----- Supplied entries
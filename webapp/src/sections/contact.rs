use dioxus::prelude::*;

use crate::{common::SiteContext, components::section_wrapper::SectionWrapper};
use content::{ANCHOR_CONTACT, config::SocialIcon};

// outline icon paths on a 24x24 grid
fn icon_paths(icon: SocialIcon) -> &'static [&'static str] {
    match icon {
        SocialIcon::GitHub => &[
            "M9 19c-4.3 1.4 -4.3 -2.5 -6 -3m12 5v-3.5c0 -1 .1 -1.4 -.5 -2c2.8 -.3 5.5 -1.4 5.5 -6a4.6 4.6 0 0 0 -1.3 -3.2a4.2 4.2 0 0 0 -.1 -3.2s-1.1 -.3 -3.5 1.3a12.3 12.3 0 0 0 -6.2 0c-2.4 -1.6 -3.5 -1.3 -3.5 -1.3a4.2 4.2 0 0 0 -.1 3.2a4.6 4.6 0 0 0 -1.3 3.2c0 4.6 2.7 5.7 5.5 6c-.6 .6 -.6 1.2 -.5 2v3.5",
        ],
        SocialIcon::LinkedIn => &[
            "M8 11v5",
            "M8 8v.01",
            "M12 16v-5",
            "M16 16v-3a2 2 0 1 0 -4 0",
            "M3 7a4 4 0 0 1 4 -4h10a4 4 0 0 1 4 4v10a4 4 0 0 1 -4 4h-10a4 4 0 0 1 -4 -4z",
        ],
        SocialIcon::X => &[
            "M4 4l11.733 16h4.267l-11.733 -16z",
            "M4 20l6.768 -6.768m2.46 -2.46l6.772 -6.772",
        ],
    }
}

#[component]
pub fn ContactFooter() -> Element {
    let site = use_context::<SiteContext>().site;

    rsx! {
        div { class: "container",
            SectionWrapper { id: "{ANCHOR_CONTACT}",
                div { class: "contact",
                    div { class: "contact-accent-bar" }
                    div { class: "contact-content",
                        h2 { class: "contact-heading", "Let's work together" }
                        p { class: "contact-sub",
                            "Open to remote roles and freelance projects. If you have a question or would like to collaborate, get in touch."
                        }
                        div { class: "contact-actions",
                            a { href: site.mailto(), class: "btn-primary", "Say Hello →" }
                        }
                        div { class: "contact-socials",
                            for social in site.socials.iter() {
                                a {
                                    key: "{social.label}",
                                    href: "{social.href}",
                                    target: "_blank",
                                    rel: "noopener noreferrer",
                                    class: "social-link",
                                    "aria-label": "{social.label}",
                                    svg {
                                        "width": "18",
                                        "height": "18",
                                        "viewBox": "0 0 24 24",
                                        "fill": "none",
                                        "stroke": "currentColor",
                                        "stroke-width": "1.5",
                                        "stroke-linecap": "round",
                                        "stroke-linejoin": "round",
                                        for d in icon_paths(social.icon).iter() {
                                            path { key: "{d}", "d": *d }
                                        }
                                    }
                                }
                            }
                        }
                    }
                    p { class: "contact-footer", "{site.footer}" }
                }
            }
        }
    }
}
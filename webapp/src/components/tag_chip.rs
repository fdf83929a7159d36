use dioxus::prelude::*;

use content::tag::TagVariant;

#[derive(Clone, PartialEq, Props)]
pub struct TagChipProps {
    label: String,
    #[props(default)]
    variant: TagVariant,
}

#[component]
pub fn TagChip(props: TagChipProps) -> Element {
    rsx! {
        span { class: "tag", "data-variant": props.variant.as_str(), "{props.label}" }
    }
}
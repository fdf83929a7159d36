use anyhow::{Context, Result};
use serde::Serialize;

use crate::{
    experience::{EXPERIENCES, ExperienceEntry},
    project::{PROJECTS, ProjectEntry},
    skill::{HERO_TAGS, SKILL_CATEGORIES, SkillCategory},
    stat::{STATS, StatEntry},
    tag::TechTag,
};

// content registry
//
// a bundle of borrowed slices over the static collections.  the page always renders
// Registry::builtin(), but validation and the cli take any registry so a broken one
// can be described in tests
#[derive(Clone, Copy, Debug, PartialEq, Eq, Serialize)]
pub struct Registry {
    pub experiences: &'static [ExperienceEntry],
    pub projects: &'static [ProjectEntry],
    pub skills: &'static [SkillCategory],
    pub hero_tags: &'static [TechTag],
    pub stats: &'static [StatEntry],
}

impl Registry {
    pub const fn builtin() -> Self {
        Registry {
            experiences: EXPERIENCES,
            projects: PROJECTS,
            skills: SKILL_CATEGORIES,
            hero_tags: HERO_TAGS,
            stats: STATS,
        }
    }

    pub fn project(&self, id: &str) -> Option<&'static ProjectEntry> {
        self.projects.iter().find(|p| p.id == id)
    }

    pub fn to_json(&self, pretty: bool) -> Result<String> {
        let out = if pretty {
            serde_json::to_string_pretty(self)
        } else {
            serde_json::to_string(self)
        };

        out.context("failed to serialize content registry")
    }
}

impl Default for Registry {
    fn default() -> Self {
        Self::builtin()
    }
}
----------
Task objective »
List all lines above in which the string "label" appears.

Exercise result »
                                    key: "{social.label}",
                                    "aria-label": "{social.label}",
    label: String,
        span { class: "tag", "data-variant": props.variant.as_str(), "{props.label}" }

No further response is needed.